Could you find every line in the entries below that holds the word "updated" and copy it?

________

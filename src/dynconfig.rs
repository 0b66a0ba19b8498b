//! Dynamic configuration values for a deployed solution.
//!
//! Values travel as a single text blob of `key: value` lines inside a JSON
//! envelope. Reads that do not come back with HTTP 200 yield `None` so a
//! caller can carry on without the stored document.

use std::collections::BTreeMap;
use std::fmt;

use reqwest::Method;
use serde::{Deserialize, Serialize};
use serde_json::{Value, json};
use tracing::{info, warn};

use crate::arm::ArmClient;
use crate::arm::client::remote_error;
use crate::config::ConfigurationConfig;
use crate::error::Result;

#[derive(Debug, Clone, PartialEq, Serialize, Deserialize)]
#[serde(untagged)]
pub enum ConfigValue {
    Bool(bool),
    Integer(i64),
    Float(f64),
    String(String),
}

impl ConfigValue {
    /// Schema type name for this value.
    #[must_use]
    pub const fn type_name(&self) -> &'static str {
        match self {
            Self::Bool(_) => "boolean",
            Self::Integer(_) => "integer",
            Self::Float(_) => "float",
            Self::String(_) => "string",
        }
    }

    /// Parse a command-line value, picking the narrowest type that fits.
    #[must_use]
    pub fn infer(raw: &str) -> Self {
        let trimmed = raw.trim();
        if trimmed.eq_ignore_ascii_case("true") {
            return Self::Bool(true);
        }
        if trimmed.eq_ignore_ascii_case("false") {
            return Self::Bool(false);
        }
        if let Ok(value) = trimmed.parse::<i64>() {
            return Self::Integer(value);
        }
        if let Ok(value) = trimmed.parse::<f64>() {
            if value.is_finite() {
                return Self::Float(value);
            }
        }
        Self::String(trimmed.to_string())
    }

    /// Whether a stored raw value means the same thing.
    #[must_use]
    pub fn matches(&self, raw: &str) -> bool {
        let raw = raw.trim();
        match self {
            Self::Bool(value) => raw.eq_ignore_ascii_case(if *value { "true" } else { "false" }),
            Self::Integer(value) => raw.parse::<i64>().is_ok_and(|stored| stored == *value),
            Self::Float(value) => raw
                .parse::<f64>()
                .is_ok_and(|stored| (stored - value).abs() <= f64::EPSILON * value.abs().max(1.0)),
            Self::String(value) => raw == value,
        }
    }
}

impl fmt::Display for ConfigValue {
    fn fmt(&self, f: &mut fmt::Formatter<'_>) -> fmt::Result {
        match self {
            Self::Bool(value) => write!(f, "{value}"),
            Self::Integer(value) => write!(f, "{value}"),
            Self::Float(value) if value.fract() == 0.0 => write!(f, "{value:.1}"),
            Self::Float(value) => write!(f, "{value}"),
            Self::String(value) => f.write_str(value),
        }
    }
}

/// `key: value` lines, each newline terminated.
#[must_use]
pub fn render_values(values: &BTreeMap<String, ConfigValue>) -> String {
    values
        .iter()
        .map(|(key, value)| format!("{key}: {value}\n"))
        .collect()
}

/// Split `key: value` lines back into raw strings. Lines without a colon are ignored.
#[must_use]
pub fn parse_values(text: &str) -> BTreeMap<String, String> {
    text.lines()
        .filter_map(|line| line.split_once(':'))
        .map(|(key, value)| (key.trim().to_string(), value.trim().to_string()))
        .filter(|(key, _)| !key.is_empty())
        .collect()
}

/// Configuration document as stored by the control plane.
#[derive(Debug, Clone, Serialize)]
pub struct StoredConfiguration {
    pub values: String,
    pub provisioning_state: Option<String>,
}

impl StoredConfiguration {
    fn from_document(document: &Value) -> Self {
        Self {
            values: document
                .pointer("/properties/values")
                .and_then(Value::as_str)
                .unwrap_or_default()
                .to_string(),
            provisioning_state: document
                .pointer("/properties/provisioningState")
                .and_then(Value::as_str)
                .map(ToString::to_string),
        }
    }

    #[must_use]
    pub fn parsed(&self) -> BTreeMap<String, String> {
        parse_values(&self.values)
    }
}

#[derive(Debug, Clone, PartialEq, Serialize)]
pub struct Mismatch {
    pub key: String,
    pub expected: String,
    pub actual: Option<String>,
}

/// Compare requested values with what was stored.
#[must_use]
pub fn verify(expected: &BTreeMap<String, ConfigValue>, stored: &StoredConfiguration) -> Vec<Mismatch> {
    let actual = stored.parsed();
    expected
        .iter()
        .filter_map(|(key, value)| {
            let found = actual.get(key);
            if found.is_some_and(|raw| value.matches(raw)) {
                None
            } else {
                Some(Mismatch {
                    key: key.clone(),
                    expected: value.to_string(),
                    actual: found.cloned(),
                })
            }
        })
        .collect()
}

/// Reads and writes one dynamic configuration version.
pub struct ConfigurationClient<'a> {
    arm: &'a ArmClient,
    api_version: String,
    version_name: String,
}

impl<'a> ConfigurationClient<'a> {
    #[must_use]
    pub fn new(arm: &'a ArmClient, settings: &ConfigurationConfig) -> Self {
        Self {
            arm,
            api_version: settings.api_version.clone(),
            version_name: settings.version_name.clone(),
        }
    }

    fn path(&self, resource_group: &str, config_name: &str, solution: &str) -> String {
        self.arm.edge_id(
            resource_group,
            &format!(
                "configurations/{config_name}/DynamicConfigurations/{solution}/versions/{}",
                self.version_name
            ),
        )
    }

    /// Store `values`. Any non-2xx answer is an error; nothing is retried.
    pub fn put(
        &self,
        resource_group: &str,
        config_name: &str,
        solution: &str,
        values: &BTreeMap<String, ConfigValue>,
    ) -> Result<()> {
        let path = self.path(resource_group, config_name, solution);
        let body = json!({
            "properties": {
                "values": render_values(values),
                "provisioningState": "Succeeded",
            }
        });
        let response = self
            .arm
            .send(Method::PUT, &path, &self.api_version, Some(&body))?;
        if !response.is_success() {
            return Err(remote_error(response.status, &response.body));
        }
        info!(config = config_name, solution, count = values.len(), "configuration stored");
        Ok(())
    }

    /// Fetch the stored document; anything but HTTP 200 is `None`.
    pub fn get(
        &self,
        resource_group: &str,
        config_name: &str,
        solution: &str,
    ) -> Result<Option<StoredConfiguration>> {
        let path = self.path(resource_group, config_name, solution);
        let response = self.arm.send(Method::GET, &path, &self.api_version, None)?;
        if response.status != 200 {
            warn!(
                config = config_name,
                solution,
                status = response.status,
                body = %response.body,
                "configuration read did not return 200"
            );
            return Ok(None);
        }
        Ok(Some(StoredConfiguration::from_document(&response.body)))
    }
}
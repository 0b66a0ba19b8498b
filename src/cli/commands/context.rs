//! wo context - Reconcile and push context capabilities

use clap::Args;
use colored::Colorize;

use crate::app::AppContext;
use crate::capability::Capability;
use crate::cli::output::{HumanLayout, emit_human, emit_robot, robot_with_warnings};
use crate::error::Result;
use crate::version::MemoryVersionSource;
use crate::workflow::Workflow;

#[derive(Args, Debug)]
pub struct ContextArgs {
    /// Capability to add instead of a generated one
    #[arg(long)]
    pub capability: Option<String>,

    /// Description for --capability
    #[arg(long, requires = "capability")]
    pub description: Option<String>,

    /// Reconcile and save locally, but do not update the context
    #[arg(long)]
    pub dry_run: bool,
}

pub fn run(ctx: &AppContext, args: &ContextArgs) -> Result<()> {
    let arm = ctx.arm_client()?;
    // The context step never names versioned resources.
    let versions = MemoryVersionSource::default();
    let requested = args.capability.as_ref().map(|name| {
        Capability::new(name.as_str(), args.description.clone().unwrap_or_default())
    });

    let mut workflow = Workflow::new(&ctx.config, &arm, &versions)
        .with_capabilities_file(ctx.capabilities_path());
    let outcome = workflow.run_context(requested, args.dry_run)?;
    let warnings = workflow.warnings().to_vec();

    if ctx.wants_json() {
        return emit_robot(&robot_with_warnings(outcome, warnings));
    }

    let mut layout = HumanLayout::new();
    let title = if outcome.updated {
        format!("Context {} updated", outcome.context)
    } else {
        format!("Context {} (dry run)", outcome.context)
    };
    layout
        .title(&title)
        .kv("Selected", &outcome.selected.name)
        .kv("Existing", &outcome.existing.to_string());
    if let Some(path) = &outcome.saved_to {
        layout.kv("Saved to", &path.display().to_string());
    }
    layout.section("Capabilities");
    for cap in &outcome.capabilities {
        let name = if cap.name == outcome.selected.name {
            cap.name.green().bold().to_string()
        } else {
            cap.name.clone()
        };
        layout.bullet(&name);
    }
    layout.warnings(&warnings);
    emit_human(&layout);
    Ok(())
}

________

**Task solution**.
    let title = if outcome.updated {
        format!("Context {} updated", outcome.context)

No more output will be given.